What needs to be done
Extract all lines from the data beneath that include the word "Option".

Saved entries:
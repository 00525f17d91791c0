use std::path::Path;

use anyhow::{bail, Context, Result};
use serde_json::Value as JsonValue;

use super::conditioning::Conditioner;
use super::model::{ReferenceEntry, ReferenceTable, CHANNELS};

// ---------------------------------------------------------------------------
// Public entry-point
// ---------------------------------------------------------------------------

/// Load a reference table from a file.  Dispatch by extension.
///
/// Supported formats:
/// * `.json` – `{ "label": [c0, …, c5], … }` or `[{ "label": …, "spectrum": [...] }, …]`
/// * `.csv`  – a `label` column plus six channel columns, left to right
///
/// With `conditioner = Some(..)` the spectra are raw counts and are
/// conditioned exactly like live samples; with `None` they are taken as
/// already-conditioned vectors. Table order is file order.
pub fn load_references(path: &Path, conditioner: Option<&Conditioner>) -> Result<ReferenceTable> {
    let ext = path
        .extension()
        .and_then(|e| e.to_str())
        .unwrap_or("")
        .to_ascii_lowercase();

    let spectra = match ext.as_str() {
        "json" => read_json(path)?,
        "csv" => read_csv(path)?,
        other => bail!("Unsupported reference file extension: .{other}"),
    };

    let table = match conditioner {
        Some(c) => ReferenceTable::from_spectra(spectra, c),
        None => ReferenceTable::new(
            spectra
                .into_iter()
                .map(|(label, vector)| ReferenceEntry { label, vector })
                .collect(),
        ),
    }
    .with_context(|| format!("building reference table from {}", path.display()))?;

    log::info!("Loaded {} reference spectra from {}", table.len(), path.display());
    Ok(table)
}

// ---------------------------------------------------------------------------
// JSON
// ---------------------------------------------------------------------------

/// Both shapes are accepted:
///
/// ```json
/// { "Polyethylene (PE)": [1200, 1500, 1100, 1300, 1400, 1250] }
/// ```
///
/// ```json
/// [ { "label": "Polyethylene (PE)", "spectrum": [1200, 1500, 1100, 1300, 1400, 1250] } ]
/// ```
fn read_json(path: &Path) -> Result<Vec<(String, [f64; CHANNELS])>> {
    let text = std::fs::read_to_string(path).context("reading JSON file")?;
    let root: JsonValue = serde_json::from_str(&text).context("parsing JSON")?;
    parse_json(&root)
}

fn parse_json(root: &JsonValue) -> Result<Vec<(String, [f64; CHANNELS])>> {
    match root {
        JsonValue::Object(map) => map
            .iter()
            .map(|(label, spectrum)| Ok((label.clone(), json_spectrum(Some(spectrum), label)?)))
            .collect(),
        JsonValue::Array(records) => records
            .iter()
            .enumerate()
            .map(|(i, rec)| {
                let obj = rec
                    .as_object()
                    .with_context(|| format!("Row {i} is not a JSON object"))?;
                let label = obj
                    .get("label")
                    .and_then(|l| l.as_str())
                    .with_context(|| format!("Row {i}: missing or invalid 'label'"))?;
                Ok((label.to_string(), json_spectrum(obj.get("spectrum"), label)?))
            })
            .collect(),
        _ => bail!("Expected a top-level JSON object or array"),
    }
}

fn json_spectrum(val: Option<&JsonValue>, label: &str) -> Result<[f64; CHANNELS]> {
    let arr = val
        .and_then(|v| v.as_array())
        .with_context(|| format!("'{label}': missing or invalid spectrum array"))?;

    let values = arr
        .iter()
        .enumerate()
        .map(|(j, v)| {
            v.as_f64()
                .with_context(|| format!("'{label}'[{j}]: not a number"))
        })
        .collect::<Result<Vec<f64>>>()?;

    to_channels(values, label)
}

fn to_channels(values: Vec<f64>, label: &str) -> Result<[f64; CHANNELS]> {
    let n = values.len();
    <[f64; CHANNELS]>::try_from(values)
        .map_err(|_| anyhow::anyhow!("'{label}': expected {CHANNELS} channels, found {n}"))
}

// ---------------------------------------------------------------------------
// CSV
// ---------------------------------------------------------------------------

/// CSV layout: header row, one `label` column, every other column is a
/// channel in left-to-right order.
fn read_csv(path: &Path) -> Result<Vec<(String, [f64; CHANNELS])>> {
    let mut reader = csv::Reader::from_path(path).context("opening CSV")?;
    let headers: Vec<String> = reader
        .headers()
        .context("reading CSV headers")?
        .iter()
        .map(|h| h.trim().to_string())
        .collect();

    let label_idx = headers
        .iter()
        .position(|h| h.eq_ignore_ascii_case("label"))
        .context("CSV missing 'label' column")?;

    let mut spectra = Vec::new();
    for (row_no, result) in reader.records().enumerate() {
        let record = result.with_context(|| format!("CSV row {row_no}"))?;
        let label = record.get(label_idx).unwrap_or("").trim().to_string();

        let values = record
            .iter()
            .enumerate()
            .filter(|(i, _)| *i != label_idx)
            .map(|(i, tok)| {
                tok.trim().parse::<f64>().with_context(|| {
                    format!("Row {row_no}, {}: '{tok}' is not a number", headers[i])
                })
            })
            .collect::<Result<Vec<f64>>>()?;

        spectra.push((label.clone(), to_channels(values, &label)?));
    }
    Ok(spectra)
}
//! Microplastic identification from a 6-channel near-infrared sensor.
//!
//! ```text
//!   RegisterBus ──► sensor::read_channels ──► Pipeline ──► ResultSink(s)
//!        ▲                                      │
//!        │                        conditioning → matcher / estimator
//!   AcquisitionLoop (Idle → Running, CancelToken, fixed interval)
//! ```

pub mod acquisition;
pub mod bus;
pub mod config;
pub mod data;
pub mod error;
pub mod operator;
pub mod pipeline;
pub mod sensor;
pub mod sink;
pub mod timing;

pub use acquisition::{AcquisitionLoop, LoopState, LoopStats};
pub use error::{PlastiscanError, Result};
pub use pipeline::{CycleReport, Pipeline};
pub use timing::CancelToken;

Solution to this problem
pub fn load_references(path: &Path, conditioner: Option<&Conditioner>) -> Result<ReferenceTable> {
fn json_spectrum(val: Option<&JsonValue>, label: &str) -> Result<[f64; CHANNELS]> {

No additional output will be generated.